So I started BCP for the transfer cycle at the end of June almost a week and a half ago. BCPs are unpleasant. I have never gotten fuller boobs or clearer skin. I get hungry at 8 or 9 at night and headaches. The rest of my drugs came yesterday. I was talking to my husband about the whole thing. He was saying he felt very removed from the situation. I understand that. Last time we went from surgery to two cancelled cycles to a DE IVF cycle. It was an intense 9 months or so. I started to tell him about my guilt. I’m not even sure that is the right term. How I feel like I am being selfish for wanting to try again. I should just be happy it worked and leave it at that. He did not get it.
I thought maybe it was because he’s a man and though he is/has been very involved and affected by infertility it is different for him simply because we are different people. I brought it up with a friend who has two toddlers. She didn’t get it either but she isn’t infertile. I just can’t help but think why isn’t my son enough. I love him more than anything but still I find myself here at the beginning of a transfer cycle.

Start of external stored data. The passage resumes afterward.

use axum::{
    async_trait,
    extract::{FromRequest, FromRequestParts, Path, Request},
    http::request::Parts,
    Json,
};
use serde::de::DeserializeOwned;

use crate::error::ApiError;

/// `Json<T>` whose rejections become 400 envelopes
pub struct JsonBody<T>(pub T);

#[async_trait]
impl<T, S> FromRequest<S> for JsonBody<T>
where
    T: DeserializeOwned,
    S: Send + Sync,
{
    type Rejection = ApiError;

    async fn from_request(req: Request, state: &S) -> Result<Self, Self::Rejection> {
        match Json::<T>::from_request(req, state).await {
            Ok(Json(value)) => Ok(Self(value)),
            Err(rejection) => Err(ApiError::invalid_json(rejection.body_text())),
        }
    }
}

/// Numeric `:id` path segment
#[derive(Debug, Clone, Copy)]
pub struct CategoryId(pub i64);

#[async_trait]
impl<S> FromRequestParts<S> for CategoryId
where
    S: Send + Sync,
{
    type Rejection = ApiError;

    async fn from_request_parts(parts: &mut Parts, state: &S) -> Result<Self, Self::Rejection> {
        let Path(raw) = Path::<String>::from_request_parts(parts, state)
            .await
            .map_err(|rejection| ApiError::bad_request(rejection.body_text()))?;

        raw.parse::<i64>()
            .map(CategoryId)
            .map_err(|_| ApiError::bad_request(format!("Invalid category id '{}'", raw)))
    }
}
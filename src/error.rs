// HTTP API Error Types
use axum::{http::StatusCode, response::IntoResponse, Json};

use crate::database::manager::DatabaseError;
use crate::middleware::response::Envelope;
use crate::services::ServiceError;

/// HTTP-facing error. The message is for logs; clients only ever see the
/// `{code, status}` envelope.
#[derive(Debug)]
pub enum ApiError {
    // 400 Bad Request
    BadRequest(String),
    ValidationError(String),
    InvalidJson(String),

    // 401 Unauthorized
    Unauthorized(String),

    // 404 Not Found
    NotFound(String),

    // 500 Internal Server Error
    InternalServerError(String),

    // 503 Service Unavailable
    ServiceUnavailable(String),
}

impl ApiError {
    pub fn status_code(&self) -> StatusCode {
        match self {
            ApiError::BadRequest(_) => StatusCode::BAD_REQUEST,
            ApiError::ValidationError(_) => StatusCode::BAD_REQUEST,
            ApiError::InvalidJson(_) => StatusCode::BAD_REQUEST,
            ApiError::Unauthorized(_) => StatusCode::UNAUTHORIZED,
            ApiError::NotFound(_) => StatusCode::NOT_FOUND,
            ApiError::InternalServerError(_) => StatusCode::INTERNAL_SERVER_ERROR,
            ApiError::ServiceUnavailable(_) => StatusCode::SERVICE_UNAVAILABLE,
        }
    }

    /// The `status` string written into the envelope
    pub fn status_text(&self) -> &'static str {
        match self {
            ApiError::BadRequest(_) | ApiError::ValidationError(_) | ApiError::InvalidJson(_) => {
                "BAD REQUEST"
            }
            ApiError::Unauthorized(_) => "unauthorized",
            ApiError::NotFound(_) => "NOT FOUND",
            ApiError::InternalServerError(_) => "INTERNAL SERVER ERROR",
            ApiError::ServiceUnavailable(_) => "SERVICE UNAVAILABLE",
        }
    }

    pub fn message(&self) -> &str {
        match self {
            ApiError::BadRequest(msg) => msg,
            ApiError::ValidationError(msg) => msg,
            ApiError::InvalidJson(msg) => msg,
            ApiError::Unauthorized(msg) => msg,
            ApiError::NotFound(msg) => msg,
            ApiError::InternalServerError(msg) => msg,
            ApiError::ServiceUnavailable(msg) => msg,
        }
    }

    pub fn to_envelope(&self) -> Envelope<()> {
        Envelope::bare(self.status_code().as_u16(), self.status_text())
    }
}

// Static constructor methods
impl ApiError {
    pub fn bad_request(message: impl Into<String>) -> Self {
        ApiError::BadRequest(message.into())
    }

    pub fn validation_error(message: impl Into<String>) -> Self {
        ApiError::ValidationError(message.into())
    }

    pub fn invalid_json(message: impl Into<String>) -> Self {
        ApiError::InvalidJson(message.into())
    }

    pub fn unauthorized(message: impl Into<String>) -> Self {
        ApiError::Unauthorized(message.into())
    }

    pub fn not_found(message: impl Into<String>) -> Self {
        ApiError::NotFound(message.into())
    }

    pub fn internal_server_error(message: impl Into<String>) -> Self {
        ApiError::InternalServerError(message.into())
    }

    pub fn service_unavailable(message: impl Into<String>) -> Self {
        ApiError::ServiceUnavailable(message.into())
    }
}

impl From<DatabaseError> for ApiError {
    fn from(err: DatabaseError) -> Self {
        match err {
            DatabaseError::NotFound(msg) => ApiError::not_found(msg),
            DatabaseError::ConfigMissing(key) => {
                tracing::error!("Database not configured: {}", key);
                ApiError::internal_server_error("Database not configured")
            }
            DatabaseError::Timeout { operation, timeout } => {
                tracing::error!("Database operation '{}' timed out after {:?}", operation, timeout);
                ApiError::internal_server_error("Request processing timed out")
            }
            DatabaseError::Sqlx(sqlx_err) => {
                // Log the real error but return generic message
                tracing::error!("SQLx error: {}", sqlx_err);
                ApiError::internal_server_error("Database error occurred")
            }
        }
    }
}

impl From<ServiceError> for ApiError {
    fn from(err: ServiceError) -> Self {
        match err {
            ServiceError::Validation(errors) => {
                tracing::debug!("Rejected request: {}", errors);
                ApiError::validation_error(errors.to_string())
            }
            ServiceError::NotFound(msg) => ApiError::not_found(msg),
            ServiceError::Database(db_err) => db_err.into(),
        }
    }
}

// Standard error trait implementations
impl std::fmt::Display for ApiError {
    fn fmt(&self, f: &mut std::fmt::Formatter<'_>) -> std::fmt::Result {
        write!(f, "{}", self.message())
    }
}

impl std::error::Error for ApiError {}

impl IntoResponse for ApiError {
    fn into_response(self) -> axum::response::Response {
        (self.status_code(), Json(self.to_envelope())).into_response()
    }
}

#[cfg(test)]
mod tests {
    use super::*;
    use serde_json::json;

    #[test]
    fn envelope_has_no_data_field() {
        let body = serde_json::to_value(ApiError::not_found("category 9").to_envelope()).unwrap();
        assert_eq!(body, json!({ "code": 404, "status": "NOT FOUND" }));
    }

    #[test]
    fn validation_maps_to_bad_request() {
        let err = ApiError::validation_error("name (required)");
        assert_eq!(err.status_code(), StatusCode::BAD_REQUEST);
        assert_eq!(err.status_text(), "BAD REQUEST");
    }

    #[test]
    fn database_failures_hide_details() {
        let err: ApiError = DatabaseError::Sqlx(sqlx::Error::PoolTimedOut).into();
        assert_eq!(err.status_code(), StatusCode::INTERNAL_SERVER_ERROR);
        let body = serde_json::to_value(err.to_envelope()).unwrap();
        assert_eq!(body, json!({ "code": 500, "status": "INTERNAL SERVER ERROR" }));
    }

    #[test]
    fn unauthorized_uses_lowercase_status() {
        let body = serde_json::to_value(ApiError::unauthorized("missing key").to_envelope()).unwrap();
        assert_eq!(body, json!({ "code": 401, "status": "unauthorized" }));
    }
}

I find that the BCP make me moody. They affect the way I see myself in the mirror. I feel bloated and uncomfortable. Honestly, I don’t know if there it’s a change at all. I’m trying to drink lots of water to help with the headaches and bloating. The pills make me feel like I’m in a rut. And I don’t like that.
A friend posted an ultrasound pic yesterday. Announcing his wife was about 8 weeks pregnant. I don’t get many of these sorts of announcements. It was like a punch in the gut, so I’m glad I don’t. All I could think was how crazy it was that they told people so early. What were they thinking!!! What they were thinking was this woman is on her 4th perfect pregnancy. Why wouldn’t they tell everyone ever. Immediately. My SIL did that. 6 weeks! At 6 weeks she was telling anyone who would listen. She did this with all three of her pregnancies. Sadly, one ended not that long after.
Most people didn’t find out I was pregnant until 14-16 weeks. Most found out when I was around 20. No big FB announcement or pictures. I told people face to face or over the phone. If I’m lucky enough for this to work again, we’ll do the same thing. My husband suggested when I was pregnant to just say I’d been eating too much and then one day just show up with a baby. He was very nervous through my entire pregnancy.